> **YOUR TASK**
Please repeat the data shown below, word for word.

(Stored items from a collection)
┏━━

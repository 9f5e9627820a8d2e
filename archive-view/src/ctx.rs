//! Application context.
//!
//! [`ViewContext`] holds everything loaded at startup: the configuration,
//! the schema registry, the document source and the root document. It hands
//! out navigators and fulfils their page requests.

use std::{
    path::{Path, PathBuf},
    sync::Arc,
};

use anyhow::Context;
use metainfo_browser::{
    Adaptor, ArchiveContext, Navigator, SchemaRegistry, Value, ViewFlags,
    config::BrowserConfig,
    pager::Direction,
    search::{SearchOption, build_index},
    source::{DocumentSource, JsonFileSource},
    units::UnitContext,
};
use tokio::fs;

/// Config file used when `--config` is not given.
pub const DEFAULT_CONFIG_PATH: &str = ".archive-view.toml";

/// Paths of the files a view is built from.
#[derive(Debug, Clone)]
pub struct PathConfig {
    /// Schema JSON file.
    pub schema: PathBuf,
    /// Archive JSON file.
    pub archive: PathBuf,
    /// Browser config, `.toml` or `.json`. May be absent.
    pub config: PathBuf,
}

/// Everything a view needs, loaded once at startup.
pub struct ViewContext {
    pub config: BrowserConfig,
    pub registry: Arc<SchemaRegistry>,
    /// Where list pages missing from `document` are fetched from.
    pub source: Arc<dyn DocumentSource>,
    pub document: Arc<Value>,
    /// Unit system selected by the config.
    pub units: UnitContext,
}

impl ViewContext {
    /// Load schema, config and archive from disk.
    pub async fn load(paths: &PathConfig, overrides: &DisplayOverrides) -> anyhow::Result<Self> {
        let mut config = BrowserConfig::load(&paths.config)?;
        overrides.apply(&mut config);
        let registry = load_schema(&paths.schema).await?;
        let source: Arc<dyn DocumentSource> = Arc::new(JsonFileSource::new(&paths.archive));
        Self::new(config, registry, source).await
    }

    /// Build a context from already loaded parts.
    pub async fn new(
        config: BrowserConfig,
        registry: Arc<SchemaRegistry>,
        source: Arc<dyn DocumentSource>,
    ) -> anyhow::Result<Self> {
        let units = config.unit_context()?;
        let document = source.load().await.context("failed to load archive")?;
        Ok(Self {
            config,
            registry,
            source,
            document,
            units,
        })
    }

    pub fn flags(&self) -> ViewFlags {
        self.config.display.flags
    }

    pub fn archive(&self) -> ArchiveContext {
        ArchiveContext::new(self.registry.clone(), self.document.clone())
    }

    /// A navigator at the document root.
    pub fn navigator(&self) -> Navigator {
        Navigator::new(Adaptor::root(self.archive()), self.config.pagination)
    }

    pub fn search_index(&self) -> Vec<SearchOption> {
        build_index(&self.registry, &self.document, self.registry.root())
    }

    /// Grow a list window, fetching the newly exposed elements when the
    /// document does not carry them. Keeps fetching while a page moves the
    /// window onto elements that are still missing.
    pub async fn expand(
        &self,
        nav: &mut Navigator,
        lane: usize,
        list: &str,
        direction: Direction,
    ) -> anyhow::Result<()> {
        let mut next = nav.expand(lane, list, direction)?;
        if next.is_none() {
            next = nav.pending_request(lane, list)?;
        }
        while let Some(request) = next {
            let page = self
                .source
                .fetch_page(&request)
                .await
                .with_context(|| format!("failed to fetch {}", request.path))?;
            if page.items.is_empty() {
                warn!("empty page for {} at {}", request.path, request.offset);
                break;
            }
            if !nav.apply_page(&request, page) {
                debug!("page for {} arrived after its lane was closed", request.path);
                break;
            }
            next = nav.pending_request(lane, list)?;
        }
        Ok(())
    }
}

/// Read and resolve a schema file.
pub async fn load_schema(path: &Path) -> anyhow::Result<Arc<SchemaRegistry>> {
    if !path.exists() {
        bail!("Schema file does not exist: {}", path.display());
    }
    let content = fs::read_to_string(path).await?;
    let value: Value = serde_json::from_str(&content)
        .with_context(|| format!("invalid JSON in {}", path.display()))?;
    let registry = SchemaRegistry::from_json(&value)
        .with_context(|| format!("failed to load schema {}", path.display()))?;
    Ok(Arc::new(registry))
}

/// Display settings given on the command line, applied over the config.
#[derive(Debug, Clone, Default)]
pub struct DisplayOverrides {
    pub show_code_specific: bool,
    pub show_all_defined: bool,
    pub show_meta: bool,
    pub unit_system: Option<String>,
}

impl DisplayOverrides {
    pub fn apply(&self, config: &mut BrowserConfig) {
        let flags = &mut config.display.flags;
        flags.show_code_specific |= self.show_code_specific;
        flags.show_all_defined |= self.show_all_defined;
        flags.show_meta |= self.show_meta;
        if let Some(system) = &self.unit_system {
            config.display.unit_system = Some(system.clone());
        }
    }
}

┗━━

> **TASK ANSWER**
repository 9f5e9627820a8d2e
filename archive-view/src/ctx.rs
//! Application context.
//!
//! [`ViewContext`] holds everything loaded at startup: the configuration,
//! the schema registry, the document source and the root document. It hands
//! out navigators and fulfils their page requests.

use std::{
    path::{Path, PathBuf},
    sync::Arc,
};

use anyhow::Context;
use metainfo_browser::{
    Adaptor, ArchiveContext, Navigator, SchemaRegistry, Value, ViewFlags,
    config::BrowserConfig,
    pager::Direction,
    search::{SearchOption, build_index},
    source::{DocumentSource, JsonFileSource},
    units::UnitContext,
};
use tokio::fs;

/// Config file used when `--config` is not given.
pub const DEFAULT_CONFIG_PATH: &str = ".archive-view.toml";

/// Paths of the files a view is built from.
#[derive(Debug, Clone)]
pub struct PathConfig {
    /// Schema JSON file.
    pub schema: PathBuf,
    /// Archive JSON file.
    pub archive: PathBuf,
    /// Browser config, `.toml` or `.json`. May be absent.
    pub config: PathBuf,
}

/// Everything a view needs, loaded once at startup.
pub struct ViewContext {
    pub config: BrowserConfig,
    pub registry: Arc<SchemaRegistry>,
    /// Where list pages missing from `document` are fetched from.
    pub source: Arc<dyn DocumentSource>,
    pub document: Arc<Value>,
    /// Unit system selected by the config.
    pub units: UnitContext,
}

impl ViewContext {
    /// Load schema, config and archive from disk.
    pub async fn load(paths: &PathConfig, overrides: &DisplayOverrides) -> anyhow::Result<Self> {
        let mut config = BrowserConfig::load(&paths.config)?;
        overrides.apply(&mut config);
        let registry = load_schema(&paths.schema).await?;
        let source: Arc<dyn DocumentSource> = Arc::new(JsonFileSource::new(&paths.archive));
        Self::new(config, registry, source).await
    }

    /// Build a context from already loaded parts.
    pub async fn new(
        config: BrowserConfig,
        registry: Arc<SchemaRegistry>,
        source: Arc<dyn DocumentSource>,
    ) -> anyhow::Result<Self> {
        let units = config.unit_context()?;
        let document = source.load().await.context("failed to load archive")?;
        Ok(Self {
            config,
            registry,
            source,
            document,
            units,
        })
    }

    pub fn flags(&self) -> ViewFlags {
        self.config.display.flags
    }

    pub fn archive(&self) -> ArchiveContext {
        ArchiveContext::new(self.registry.clone(), self.document.clone())
    }

    /// A navigator at the document root.
    pub fn navigator(&self) -> Navigator {
        Navigator::new(Adaptor::root(self.archive()), self.config.pagination)
    }

    pub fn search_index(&self) -> Vec<SearchOption> {
        build_index(&self.registry, &self.document, self.registry.root())
    }

    /// Grow a list window, fetching the newly exposed elements when the
    /// document does not carry them. Keeps fetching while a page moves the
    /// window onto elements that are still missing.
    pub async fn expand(
        &self,
        nav: &mut Navigator,
        lane: usize,
        list: &str,
        direction: Direction,
    ) -> anyhow::Result<()> {
        let mut next = nav.expand(lane, list, direction)?;
        if next.is_none() {
            next = nav.pending_request(lane, list)?;
        }
        while let Some(request) = next {
            let page = self
                .source
                .fetch_page(&request)
                .await
                .with_context(|| format!("failed to fetch {}", request.path))?;
            if page.items.is_empty() {
                warn!("empty page for {} at {}", request.path, request.offset);
                break;
            }
            if !nav.apply_page(&request, page) {
                debug!("page for {} arrived after its lane was closed", request.path);
                break;
            }
            next = nav.pending_request(lane, list)?;
        }
        Ok(())
    }
}

/// Read and resolve a schema file.
pub async fn load_schema(path: &Path) -> anyhow::Result<Arc<SchemaRegistry>> {
    if !path.exists() {
        bail!("Schema file does not exist: {}", path.display());
    }
    let content = fs::read_to_string(path).await?;
    let value: Value = serde_json::from_str(&content)
        .with_context(|| format!("invalid JSON in {}", path.display()))?;
    let registry = SchemaRegistry::from_json(&value)
        .with_context(|| format!("failed to load schema {}", path.display()))?;
    Ok(Arc::new(registry))
}

/// Display settings given on the command line, applied over the config.
#[derive(Debug, Clone, Default)]
pub struct DisplayOverrides {
    pub show_code_specific: bool,
    pub show_all_defined: bool,
    pub show_meta: bool,
    pub unit_system: Option<String>,
}

impl DisplayOverrides {
    pub fn apply(&self, config: &mut BrowserConfig) {
        let flags = &mut config.display.flags;
        flags.show_code_specific |= self.show_code_specific;
        flags.show_all_defined |= self.show_all_defined;
        flags.show_meta |= self.show_meta;
        if let Some(system) = &self.unit_system {
            config.display.unit_system = Some(system.clone());
        }
    }
}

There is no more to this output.